It’s easy for parents to overlook the idea that their teenage kids might become the victims of identity theft. Since people from a young age often have good credit ratings, criminals and thieves take advantage of this by targeting teenagers. This is true whether a young man or woman is in high school or college. The sad truth of the matter is, it’s only going to get worse as young people use social media and other outlets to talk about their day-to-day lives. With this in mind, here are three tips to help a teenager avoid ID theft.
Talk to them about social media: As mentioned, if your son or daughter is constantly on Facebook, Twitter and Instagram, they are probably sharing information with the entire world. This is true whether one shares information on a private account or public one as people can hack this and find out what your child talks about. Since kids often mention their full names, birthdays and other information, it’s easy for a hacker to access this information with ease. To avoid issues, you need to sit down with your child and show them how to lock down their accounts and protect their information. To take it further, also advise them to avoid adding too many friends as criminals often exploit this by adding random strangers. Finally, if your child is one to share a lot of information, advise them against this as it’s easy for him or her to protect their identity when they provide minimal information.
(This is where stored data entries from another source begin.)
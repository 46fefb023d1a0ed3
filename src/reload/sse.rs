use super::{EventStreamDecoder, ReloadConnection, ReloadError, ReloadEvent, ReloadSource};
use async_trait::async_trait;
use reqwest::header::{ACCEPT, CACHE_CONTROL};
use std::collections::VecDeque;
use std::time::Duration;

/// Opens the reload stream with a plain `GET`.
#[derive(Clone, Debug)]
pub struct SseReloadSource {
    client: reqwest::Client,
    url: String,
}

impl SseReloadSource {
    pub fn new(client: reqwest::Client, url: impl Into<String>) -> Self {
        Self {
            client,
            url: url.into(),
        }
    }

    pub fn url(&self) -> &str {
        &self.url
    }
}

#[async_trait]
impl ReloadSource for SseReloadSource {
    async fn connect(&self) -> Result<Box<dyn ReloadConnection>, ReloadError> {
        let response = self
            .client
            .get(&self.url)
            .header(ACCEPT, "text/event-stream")
            .header(CACHE_CONTROL, "no-cache")
            .send()
            .await
            .map_err(|e| ReloadError::Connect(e.to_string()))?;

        let status = response.status();
        if !status.is_success() {
            return Err(ReloadError::Status(status.as_u16()));
        }

        Ok(Box::new(SseConnection {
            response,
            decoder: EventStreamDecoder::new(),
            pending: VecDeque::new(),
        }))
    }
}

struct SseConnection {
    response: reqwest::Response,
    decoder: EventStreamDecoder,
    pending: VecDeque<ReloadEvent>,
}

#[async_trait]
impl ReloadConnection for SseConnection {
    async fn next_event(&mut self) -> Result<Option<ReloadEvent>, ReloadError> {
        loop {
            if let Some(event) = self.pending.pop_front() {
                return Ok(Some(event));
            }
            match self.response.chunk().await {
                Ok(Some(chunk)) => self.pending.extend(self.decoder.feed(&chunk)),
                Ok(None) => return Ok(None),
                Err(e) => return Err(ReloadError::Stream(e.to_string())),
            }
        }
    }

    fn retry_hint(&self) -> Option<Duration> {
        self.decoder.retry().map(Duration::from_millis)
    }
}
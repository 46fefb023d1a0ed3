//! # Post Sources
//!
//! The store never talks to the network directly. It calls a [`PostsSource`],
//! which returns the full post collection or a [`FetchError`].
//!
//! - [`HttpPostsSource`] - production implementation backed by `reqwest`.
//! - [`crate::mock::MockPostsSource`] - expectation-driven double for tests.

pub mod http;

pub use http::*;

use crate::model::Post;
use async_trait::async_trait;
use thiserror::Error;

/// Message stored in the error slot for any non-success status.
pub const SERVER_FAILURE_MESSAGE: &str = "Failed to fetch posts";

/// Ways a single fetch attempt can fail.
///
/// The `Display` output of each variant is exactly what the store publishes
/// in its error slot.
#[derive(Debug, Clone, Error, PartialEq, Eq)]
pub enum FetchError {
    /// The request could not complete (connect, DNS, transport timeout).
    #[error("{0}")]
    Network(String),

    /// The server answered with a non-success status. Only the status is kept,
    /// and it is not part of the user-facing message.
    #[error("Failed to fetch posts")]
    Server { status: u16 },

    /// The body was not a JSON array of posts.
    #[error("{0}")]
    Decode(String),

    /// The fetch task died before producing a result.
    #[error("{0}")]
    Task(String),
}

impl FetchError {
    /// Status code for server failures, `None` otherwise.
    pub fn status(&self) -> Option<u16> {
        match self {
            FetchError::Server { status } => Some(*status),
            _ => None,
        }
    }
}

/// Anything that can produce a complete snapshot of posts.
///
/// Implementations must be cheap to call concurrently: the store issues a new
/// fetch for every reload signal without waiting for earlier ones.
#[async_trait]
pub trait PostsSource: Send + Sync + 'static {
    /// Fetches the whole collection. Never partial.
    async fn fetch_posts(&self) -> Result<Vec<Post>, FetchError>;
}

#[cfg(test)]
mod tests {
    use super::*;

    #[test]
    fn server_failure_message_hides_status() {
        let err = FetchError::Server { status: 503 };
        assert_eq!(err.to_string(), SERVER_FAILURE_MESSAGE);
        assert_eq!(err.status(), Some(503));
    }

    #[test]
    fn network_and_decode_carry_their_text() {
        assert_eq!(
            FetchError::Network("connection refused".into()).to_string(),
            "connection refused"
        );
        assert_eq!(
            FetchError::Decode("expected value at line 1 column 1".into()).to_string(),
            "expected value at line 1 column 1"
        );
        assert_eq!(FetchError::Decode(String::new()).status(), None);
    }
}
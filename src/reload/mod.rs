//! # Reload Channel
//!
//! The server pushes a `text/event-stream` on `/api/reload` and emits a
//! `data: reload` event whenever post content changes on disk.
//!
//! - [`ReloadSource`] / [`ReloadConnection`] - the seam the store listens through.
//! - [`SseReloadSource`] - `reqwest` implementation.
//! - [`EventStreamDecoder`] - incremental event-stream framing.
//! - [`ReloadListener`] - the task that turns `reload` events into refreshes and
//!   reconnects when the stream drops.

pub mod decoder;
pub mod listener;
pub mod sse;

pub use decoder::*;
pub use listener::*;
pub use sse::*;

use async_trait::async_trait;
use std::time::Duration;
use thiserror::Error;

/// Payload that triggers a refetch.
pub const RELOAD_TOKEN: &str = "reload";

/// Event type assigned when the stream does not name one.
pub const DEFAULT_EVENT_TYPE: &str = "message";

/// One dispatched server event.
#[derive(Debug, Clone, PartialEq, Eq)]
pub struct ReloadEvent {
    /// `event:` field, or [`DEFAULT_EVENT_TYPE`].
    pub event: String,
    pub data: String,
    /// Last `id:` seen on the stream, if any.
    pub id: Option<String>,
}

impl ReloadEvent {
    /// An unnamed event carrying `data`, as produced by `data: <payload>`.
    pub fn message(data: impl Into<String>) -> Self {
        Self {
            event: DEFAULT_EVENT_TYPE.to_string(),
            data: data.into(),
            id: None,
        }
    }

    /// Only unnamed (`message`) events are delivered to the reload handler.
    pub fn is_message(&self) -> bool {
        self.event == DEFAULT_EVENT_TYPE
    }
}

/// Failures of the push connection. These are logged, never stored in the
/// error slot.
#[derive(Debug, Clone, Error, PartialEq, Eq)]
pub enum ReloadError {
    #[error("Reload connection failed: {0}")]
    Connect(String),

    #[error("Reload endpoint returned status {0}")]
    Status(u16),

    #[error("Reload stream interrupted: {0}")]
    Stream(String),
}

/// Opens push connections.
#[async_trait]
pub trait ReloadSource: Send + Sync + 'static {
    async fn connect(&self) -> Result<Box<dyn ReloadConnection>, ReloadError>;
}

/// An open push connection.
#[async_trait]
pub trait ReloadConnection: Send {
    /// Next dispatched event, `Ok(None)` once the server closes the stream.
    async fn next_event(&mut self) -> Result<Option<ReloadEvent>, ReloadError>;

    /// Reconnect delay requested by the server through a `retry:` field.
    fn retry_hint(&self) -> Option<Duration> {
        None
    }
}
Avoid offers: Once a child is old enough to go to college, he or she will receive plenty of credit card offers in the mail. While this seems beneficial in the long run, it’s not. In fact, when your child begins to receive credit card offers, you need to take notice and take action. If you have a kid who is not in the area, make sure to destroy his or her credit card offers. To take this a step further, take your child off the do not contact list. Then, he or she won’t receive offers in the mail. When this happens, you are taking a major tool away from criminals that want to steal your child’s mail and use the information to open accounts in his or her name.
Teach them how to pull, and read, their credit report: All-too-often, a young person will not know how to read his or her credit report. This is a pity as you will want your teenager to understand the pitfalls and drawbacks of credit. To get started, you should help them open a free account at one of the many companies offering credit reporting services. Then, you can help him, or her understand the process. When your teenager knows about credit reports and everything that they entail, you will go a long way in helping him or her avoid serious problems in the future and protecting their identities.
With these three simple and common sense tips, your teenager can avoid heaving his or her identify stolen by a criminal or thief. Remember, with a proactive approach, your son or daughter will not become a victim.